● Provided data:
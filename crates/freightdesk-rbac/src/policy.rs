//! # Policy
//!
//! Stateless access decisions over an optional [`Actor`].
//!
//! Every function is total: a missing actor and empty inputs have defined
//! boolean outcomes. Note the deliberate asymmetry between the two
//! permission checks:
//!
//! ```text
//! has_any_permission(actor, [])  == false   (nothing to match)
//! has_all_permissions(actor, []) == true    (nothing required)
//! ```

use serde::{Deserialize, Serialize};

use crate::actor::Actor;
use crate::departments::Department;
use crate::permissions::Permission;
use crate::roles::Role;

/// Check if the actor has a role.
pub fn has_role(actor: Option<&Actor>, role: Role) -> bool {
    actor.is_some_and(|a| a.roles.contains(&role))
}

/// Check if the actor has at least one of the roles. Empty input is false.
pub fn has_any_role(actor: Option<&Actor>, roles: &[Role]) -> bool {
    actor.is_some_and(|a| roles.iter().any(|r| a.roles.contains(r)))
}

/// Check if the actor belongs to a department.
pub fn has_any_department(actor: Option<&Actor>, department: Department) -> bool {
    actor.is_some_and(|a| a.departments.contains(&department))
}

/// Check if the actor belongs to at least one of the departments. Empty input is false.
pub fn has_any_department_of(actor: Option<&Actor>, departments: &[Department]) -> bool {
    actor.is_some_and(|a| departments.iter().any(|d| a.departments.contains(d)))
}

/// Check if the actor holds a permission.
pub fn has_permission(actor: Option<&Actor>, permission: Permission) -> bool {
    actor.is_some_and(|a| a.permissions.contains(&permission))
}

/// Check if the actor holds at least one of the permissions.
///
/// An empty list yields `false`, so an empty requirement can never turn into
/// a blanket grant.
pub fn has_any_permission(actor: Option<&Actor>, permissions: &[Permission]) -> bool {
    actor.is_some_and(|a| permissions.iter().any(|p| a.permissions.contains(p)))
}

/// Check if the actor holds every one of the permissions.
///
/// An empty list yields `true` when an actor is present: nothing is required.
pub fn has_all_permissions(actor: Option<&Actor>, permissions: &[Permission]) -> bool {
    actor.is_some_and(|a| permissions.iter().all(|p| a.permissions.contains(p)))
}

/// Composite check used by protected routes.
///
/// - the actor must exist
/// - a non-empty `required_roles` needs at least one matching role; empty means no role restriction
/// - a non-empty `required_permissions` needs all of them
///
/// # Example
///
/// ```
/// use freightdesk_rbac::{is_authorized, Actor, Permission, Role};
///
/// let actor = Actor::new("1")
///     .with_roles([Role::User])
///     .with_permissions([Permission::Approval]);
///
/// assert!(is_authorized(Some(&actor), &[Role::User], &[Permission::Approval]));
/// assert!(!is_authorized(Some(&actor), &[Role::Admin], &[]));
/// assert!(!is_authorized(None, &[], &[]));
/// ```
pub fn is_authorized(
    actor: Option<&Actor>,
    required_roles: &[Role],
    required_permissions: &[Permission],
) -> bool {
    let Some(actor) = actor else {
        return false;
    };

    let roles_ok = required_roles.is_empty() || has_any_role(Some(actor), required_roles);
    let permissions_ok = has_all_permissions(Some(actor), required_permissions);

    roles_ok && permissions_ok
}

/// How a requirement's permission list is matched.
#[derive(Debug, Clone, Copy, Default, Serialize, Deserialize, PartialEq, Eq, Hash)]
#[serde(rename_all = "snake_case")]
pub enum PermissionMatch {
    /// Every listed permission is needed.
    #[default]
    All,
    /// One listed permission is enough.
    Any,
}

/// A bundled access requirement, as attached to routes, menu items and buttons.
///
/// Each dimension restricts only when non-empty:
/// - `roles`: ANY
/// - `permissions`: ALL or ANY per `permission_match`
/// - `departments`: ANY
///
/// [`Requirement::none`] therefore passes for every present actor.
///
/// # Example
///
/// ```
/// use freightdesk_rbac::{satisfies, Actor, Department, Permission, Requirement, Role};
///
/// let req = Requirement::roles([Role::User])
///     .with_any_permission([Permission::CheckOperation, Permission::CreditCardOperation])
///     .with_departments([Department::Finance]);
///
/// let actor = Actor::new("1")
///     .with_roles([Role::User])
///     .with_departments([Department::Finance])
///     .with_permissions([Permission::CreditCardOperation]);
///
/// assert!(satisfies(Some(&actor), &req));
/// ```
#[derive(Debug, Clone, Default, Serialize, Deserialize, PartialEq, Eq)]
pub struct Requirement {
    /// Roles, any one suffices.
    #[serde(default)]
    pub roles: Vec<Role>,
    /// Permissions, matched per `permission_match`.
    #[serde(default)]
    pub permissions: Vec<Permission>,
    /// ALL or ANY semantics for `permissions`.
    #[serde(default)]
    pub permission_match: PermissionMatch,
    /// Departments, any one suffices.
    #[serde(default)]
    pub departments: Vec<Department>,
}

impl Requirement {
    /// No restriction.
    pub fn none() -> Self {
        Self::default()
    }

    /// Require any one of the roles.
    pub fn roles(roles: impl IntoIterator<Item = Role>) -> Self {
        Self {
            roles: roles.into_iter().collect(),
            ..Self::default()
        }
    }

    /// Require a single role.
    pub fn role(role: Role) -> Self {
        Self::roles([role])
    }

    /// Require every one of the permissions.
    pub fn all_permissions(permissions: impl IntoIterator<Item = Permission>) -> Self {
        Self::none().with_all_permissions(permissions)
    }

    /// Require any one of the permissions.
    pub fn any_permission(permissions: impl IntoIterator<Item = Permission>) -> Self {
        Self::none().with_any_permission(permissions)
    }

    /// Require a single permission.
    pub fn permission(permission: Permission) -> Self {
        Self::all_permissions([permission])
    }

    /// Require membership in any one of the departments.
    pub fn departments(departments: impl IntoIterator<Item = Department>) -> Self {
        Self::none().with_departments(departments)
    }

    /// Add an ALL permission list.
    pub fn with_all_permissions(mut self, permissions: impl IntoIterator<Item = Permission>) -> Self {
        self.permissions = permissions.into_iter().collect();
        self.permission_match = PermissionMatch::All;
        self
    }

    /// Add an ANY permission list.
    pub fn with_any_permission(mut self, permissions: impl IntoIterator<Item = Permission>) -> Self {
        self.permissions = permissions.into_iter().collect();
        self.permission_match = PermissionMatch::Any;
        self
    }

    /// Add a department list.
    pub fn with_departments(mut self, departments: impl IntoIterator<Item = Department>) -> Self {
        self.departments = departments.into_iter().collect();
        self
    }

    /// Check if no dimension restricts anything.
    pub fn is_unrestricted(&self) -> bool {
        self.roles.is_empty() && self.permissions.is_empty() && self.departments.is_empty()
    }
}

/// Evaluate a [`Requirement`] against an actor.
///
/// Without an actor the answer is `false`, even for an unrestricted requirement.
pub fn satisfies(actor: Option<&Actor>, requirement: &Requirement) -> bool {
    if actor.is_none() {
        return false;
    }

    let permissions_ok = match requirement.permission_match {
        PermissionMatch::All => has_all_permissions(actor, &requirement.permissions),
        PermissionMatch::Any => {
            requirement.permissions.is_empty() || has_any_permission(actor, &requirement.permissions)
        }
    };

    let departments_ok = requirement.departments.is_empty()
        || has_any_department_of(actor, &requirement.departments);

    is_authorized(actor, &requirement.roles, &[]) && permissions_ok && departments_ok
}
//! # Roles
//!
//! Coarse-grained identity categories for back-office actors.

use serde::{Deserialize, Deserializer, Serialize};
use std::fmt;
use std::str::FromStr;

use crate::error::{deserialize_tag, UnknownTag};

/// Role carried by an actor.
///
/// Roles decide which part of the back office an actor lands in:
/// - **Admin**: Full back-office access
/// - **User**: Internal staff (sales, accounting, finance, management)
/// - **Transporter**: External carrier working on deliveries
/// - **Company**: External customer account, scoped by `connection_id`
///
/// # Example
///
/// ```
/// use freightdesk_rbac::Role;
///
/// assert_eq!(Role::parse("ADMIN"), Some(Role::Admin));
/// assert_eq!(Role::parse("transporter"), Some(Role::Transporter));
/// assert_eq!(Role::Company.as_str(), "COMPANY");
/// ```
#[derive(Debug, Clone, Copy, Serialize, PartialEq, Eq, PartialOrd, Ord, Hash)]
#[serde(rename_all = "SCREAMING_SNAKE_CASE")]
pub enum Role {
    /// Full back-office administrator.
    Admin,

    /// Internal staff member.
    User,

    /// External carrier.
    Transporter,

    /// External customer account.
    Company,
}

impl Role {
    /// Get the wire representation of the role.
    pub fn as_str(&self) -> &'static str {
        match self {
            Role::Admin => "ADMIN",
            Role::User => "USER",
            Role::Transporter => "TRANSPORTER",
            Role::Company => "COMPANY",
        }
    }

    /// Parse a role from its tag (case-insensitive).
    ///
    /// A `ROLE_` prefix is accepted as well.
    ///
    /// # Returns
    ///
    /// `Some(Role)` if valid, `None` otherwise
    pub fn parse(s: &str) -> Option<Self> {
        let upper = s.trim().to_uppercase();
        match upper.strip_prefix("ROLE_").unwrap_or(&upper) {
            "ADMIN" => Some(Role::Admin),
            "USER" => Some(Role::User),
            "TRANSPORTER" => Some(Role::Transporter),
            "COMPANY" => Some(Role::Company),
            _ => None,
        }
    }

    /// All roles, most privileged first.
    pub fn all() -> [Role; 4] {
        [Role::Admin, Role::User, Role::Transporter, Role::Company]
    }
}

impl fmt::Display for Role {
    fn fmt(&self, f: &mut fmt::Formatter<'_>) -> fmt::Result {
        f.write_str(self.as_str())
    }
}

impl FromStr for Role {
    type Err = UnknownTag;

    fn from_str(s: &str) -> Result<Self, Self::Err> {
        Self::parse(s).ok_or_else(|| UnknownTag::new("role", s))
    }
}

impl<'de> Deserialize<'de> for Role {
    fn deserialize<D: Deserializer<'de>>(deserializer: D) -> Result<Self, D::Error> {
        deserialize_tag(deserializer)
    }
}

#[cfg(test)]
mod tests {
    use super::*;

    #[test]
    fn test_role_parse() {
        assert_eq!(Role::parse("ADMIN"), Some(Role::Admin));
        assert_eq!(Role::parse("admin"), Some(Role::Admin));
        assert_eq!(Role::parse("ROLE_COMPANY"), Some(Role::Company));
        assert_eq!(Role::parse("SUPERUSER"), None);
    }

    #[test]
    fn test_role_from_str_error() {
        let err = "OWNER".parse::<Role>().unwrap_err();
        assert_eq!(err.to_string(), "unknown role tag: OWNER");
    }

    #[test]
    fn test_role_serde() {
        let json = serde_json::to_string(&Role::Transporter).unwrap();
        assert_eq!(json, "\"TRANSPORTER\"");

        let role: Role = serde_json::from_str("\"USER\"").unwrap();
        assert_eq!(role, Role::User);

        assert!(serde_json::from_str::<Role>("\"GUEST\"").is_err());
    }

    #[test]
    fn test_role_deserialize_accepts_parse_forms() {
        let roles: Vec<Role> =
            serde_json::from_str(r#"["ROLE_ADMIN", "user", "Company"]"#).unwrap();
        assert_eq!(roles, vec![Role::Admin, Role::User, Role::Company]);

        let err = serde_json::from_str::<Role>("\"ROLE_OWNER\"").unwrap_err();
        assert!(err.to_string().contains("unknown role tag: ROLE_OWNER"));
    }
}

● Your objective:
For each line above that includes the word "true", make a copy of that line.

● Output below:
//! has_all_permissions(actor, []) == true    (nothing required)
/// An empty list yields `true` when an actor is present: nothing is required.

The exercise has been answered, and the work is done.